» Your task
List each line of the data in which the string "filter" appears.

» Supplied information
impl<'a> Node<'a> {
    /// Cursor at the root of a tree
    #[must_use]
    pub const fn new(value: &'a Value) -> Self {
        Self::Found {
            value,
            flags: NodeFlags {
                nil_means_zero: false,
                convert_similar: false,
            },
        }
    }

    /// Copy of this node that reads Null as the requested type's zero
    #[must_use]
    pub fn nil_means_zero(self) -> Self {
        self.with_flags(|flags| flags.nil_means_zero = true)
    }

    /// Copy of this node that converts between similar types
    #[must_use]
    pub fn convert_similar(self) -> Self {
        self.with_flags(|flags| flags.convert_similar = true)
    }

    fn with_flags(self, change: impl FnOnce(&mut NodeFlags)) -> Self {
        match self {
            Self::Found { value, mut flags } => {
                change(&mut flags);
                Self::Found { value, flags }
            }
            Self::Missing => Self::Missing,
        }
    }

    /// Did the path resolve?
    #[must_use]
    pub const fn is_missing(&self) -> bool {
        matches!(self, Self::Missing)
    }

    /// Flags of a found node
    #[must_use]
    pub const fn flags(&self) -> Option<NodeFlags> {
        match self {
            Self::Found { flags, .. } => Some(*flags),
            Self::Missing => None,
        }
    }

    // ==================== Navigation ====================

    /// Descend through nested maps, one key per level
    ///
    /// Both map variants are searched; a string map matches on the
    /// canonical string form of the key. An empty key list, an absent key
    /// or a non-map on the way all give [`Node::Missing`].
    #[must_use]
    pub fn get<I, K>(self, keys: I) -> Self
    where
        I: IntoIterator<Item = K>,
        K: Into<Value>,
    {
        let Self::Found { mut value, flags } = self else {
            return Self::Missing;
        };

        let mut empty = true;
        for key in keys {
            empty = false;
            match child(value, &key.into()) {
                Some(next) => value = next,
                None => return Self::Missing,
            }
        }

        if empty {
            Self::Missing
        } else {
            Self::Found { value, flags }
        }
    }

    /// [`get`](Self::get) with the keys taken from a separated string
    #[must_use]
    pub fn get_path(self, path: &str, separator: &str) -> Self {
        self.get(path.split(separator))
    }

    /// Element of a list
    #[must_use]
    pub fn list_get(self, index: usize) -> Self {
        match self {
            Self::Found {
                value: Value::List(list),
                flags,
            } => list
                .get(index)
                .map_or(Self::Missing, |value| Self::Found { value, flags }),
            _ => Self::Missing,
        }
    }

    // ==================== Extractors ====================

    /// Value at the cursor, as it is
    #[must_use]
    pub const fn value(&self) -> Option<&'a Value> {
        match self {
            Self::Found { value, .. } => Some(*value),
            Self::Missing => None,
        }
    }

    /// Is the value at the cursor Null?
    #[must_use]
    pub const fn is_null(&self) -> bool {
        matches!(self, Self::Found { value: Value::Null, .. })
    }

    /// Zero value when the cursor holds Null and the flag allows it
    fn zero<T>(&self, zero: impl FnOnce() -> T) -> Option<T> {
        match self {
            Self::Found {
                value: Value::Null,
                flags,
            } if flags.nil_means_zero => Some(zero()),
            _ => None,
        }
    }

    /// Value to convert, when the flag allows it
    fn similar(&self) -> Option<&'a Value> {
        match self {
            Self::Found { value, flags } if flags.convert_similar && !value.is_null() => {
                Some(*value)
            }
            _ => None,
        }
    }

    /// String value; with conversion, the canonical form of any scalar
    #[must_use]
    pub fn string(&self) -> Option<Cow<'a, str>> {
        if let Some(Value::String(s)) = self.value() {
            return Some(Cow::Borrowed(s));
        }
        self.zero(|| Cow::Borrowed(""))
            .or_else(|| self.similar().filter(|v| v.is_primitive()).map(Value::key_string))
    }

    /// Byte value; with conversion, a base64 string
    #[must_use]
    pub fn bytes(&self) -> Option<Cow<'a, [u8]>> {
        if let Some(Value::Bytes(b)) = self.value() {
            return Some(Cow::Borrowed(b));
        }
        self.zero(|| Cow::Borrowed(&[][..])).or_else(|| match self.similar() {
            Some(Value::String(s)) => STANDARD.decode(s).ok().map(Cow::Owned),
            _ => None,
        })
    }

    /// Signed integer; with conversion, any number
    #[must_use]
    pub fn integer(&self) -> Option<i64> {
        if let Some(Value::Integer(i)) = self.value() {
            return Some(*i);
        }
        self.zero(|| 0).or_else(|| match self.similar() {
            Some(Value::UnsignedInteger(u)) => Some(*u as i64),
            Some(Value::Float(f)) => Some(*f as i64),
            _ => None,
        })
    }

    /// Unsigned integer; with conversion, any number
    #[must_use]
    pub fn unsigned_integer(&self) -> Option<u64> {
        if let Some(Value::UnsignedInteger(u)) = self.value() {
            return Some(*u);
        }
        self.zero(|| 0).or_else(|| match self.similar() {
            Some(Value::Integer(i)) => Some(*i as u64),
            Some(Value::Float(f)) => Some(*f as u64),
            _ => None,
        })
    }

    /// Float; with conversion, any number
    #[must_use]
    pub fn float(&self) -> Option<f64> {
        if let Some(Value::Float(f)) = self.value() {
            return Some(*f);
        }
        self.zero(|| 0.0).or_else(|| match self.similar() {
            Some(Value::Integer(i)) => Some(*i as f64),
            Some(Value::UnsignedInteger(u)) => Some(*u as f64),
            _ => None,
        })
    }

    /// Boolean; with conversion, any scalar whose string form is a
    /// boolean literal
    #[must_use]
    pub fn boolean(&self) -> Option<bool> {
        if let Some(Value::Boolean(b)) = self.value() {
            return Some(*b);
        }
        self.zero(|| false).or_else(|| {
            self.similar()
                .filter(|v| v.is_primitive())
                .and_then(|v| parse_bool(&v.key_string()))
        })
    }

    /// Timestamp; Null reads as the zero timestamp
    #[must_use]
    pub fn timestamp(&self) -> Option<Timestamp> {
        if let Some(Value::Timestamp(t)) = self.value() {
            return Some(*t);
        }
        self.zero(zero_timestamp)
    }

    /// Arbitrary-key map; with conversion, a string map's entries
    #[must_use]
    pub fn map(&self) -> Option<Cow<'a, Map>> {
        if let Some(Value::Map(m)) = self.value() {
            return Some(Cow::Borrowed(m));
        }
        self.zero(|| Cow::Owned(Map::new())).or_else(|| match self.similar() {
            Some(Value::StringMap(m)) => Some(Cow::Owned(
                m.iter()
                    .map(|(k, v)| (Value::String(k.clone()), v.clone()))
                    .collect(),
            )),
            _ => None,
        })
    }

    /// String-key map; with conversion, a map's entries under their
    /// canonical key strings
    #[must_use]
    pub fn string_map(&self) -> Option<Cow<'a, StringMap>> {
        if let Some(Value::StringMap(m)) = self.value() {
            return Some(Cow::Borrowed(m));
        }
        self.zero(|| Cow::Owned(StringMap::new()))
            .or_else(|| match self.similar() {
                Some(Value::Map(m)) => Some(Cow::Owned(
                    m.iter()
                        .map(|(k, v)| (k.to_canonical_string(), v.clone()))
                        .collect(),
                )),
                _ => None,
            })
    }

    /// List; with conversion, bytes as unsigned integers
    #[must_use]
    pub fn list(&self) -> Option<Cow<'a, List>> {
        if let Some(Value::List(l)) = self.value() {
            return Some(Cow::Borrowed(l));
        }
        self.zero(|| Cow::Owned(List::new()))
            .or_else(|| match self.similar() {
                Some(Value::Bytes(b)) => Some(Cow::Owned(
                    b.iter().map(|&byte| Value::UnsignedInteger(u64::from(byte))).collect(),
                )),
                _ => None,
            })
    }

    /// List of strings
    ///
    /// Without conversion every element must be a string; with it, scalar
    /// elements are read through their canonical string form.
    #[must_use]
    pub fn string_list(&self) -> Option<Vec<String>> {
        let Self::Found { value, flags } = self else {
            return None;
        };

        match value {
            Value::List(list) => list
                .iter()
                .map(|item| match item {
                    Value::String(s) => Some(s.clone()),
                    other if flags.convert_similar && other.is_primitive() => {
                        Some(other.to_canonical_string())
                    }
                    _ => None,
                })
                .collect(),
            _ => self.zero(Vec::new),
        }
    }
}

impl Value {
    /// Read-only cursor at this value
    #[must_use]
    pub const fn node(&self) -> Node<'_> {
        Node::new(self)
    }

    /// Mutable cursor at this value
    pub fn node_mut(&mut self) -> NodeMut<'_> {
        NodeMut::new(self)
    }
}

// ============================================================================
// NODE MUT
// ============================================================================

/// Where a mutable cursor points
#[derive(Debug)]
enum Slot<'a> {
    /// The tree itself; it has no container to rewrite
    Root(&'a mut Value),
    /// A key of a map, present or not
    Entry { map: &'a mut Value, key: Value },
    Missing,
}

/// Mutable cursor into a value tree
///
/// ```rust
/// use ard::Value;
///
/// let mut value = Value::Null;
/// assert!(value.node_mut().force_get(["a", "b"]).set(Value::Integer(1)));
/// assert_eq!(value.node().get(["a", "b"]).integer(), Some(1));
/// ```
#[derive(Debug)]
pub struct NodeMut<'a> {
    slot: Slot<'a>,
    flags: NodeFlags,
}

» Task response
            .or_else(|| self.similar().filter(|v| v.is_primitive()).map(Value::key_string))
                .filter(|v| v.is_primitive())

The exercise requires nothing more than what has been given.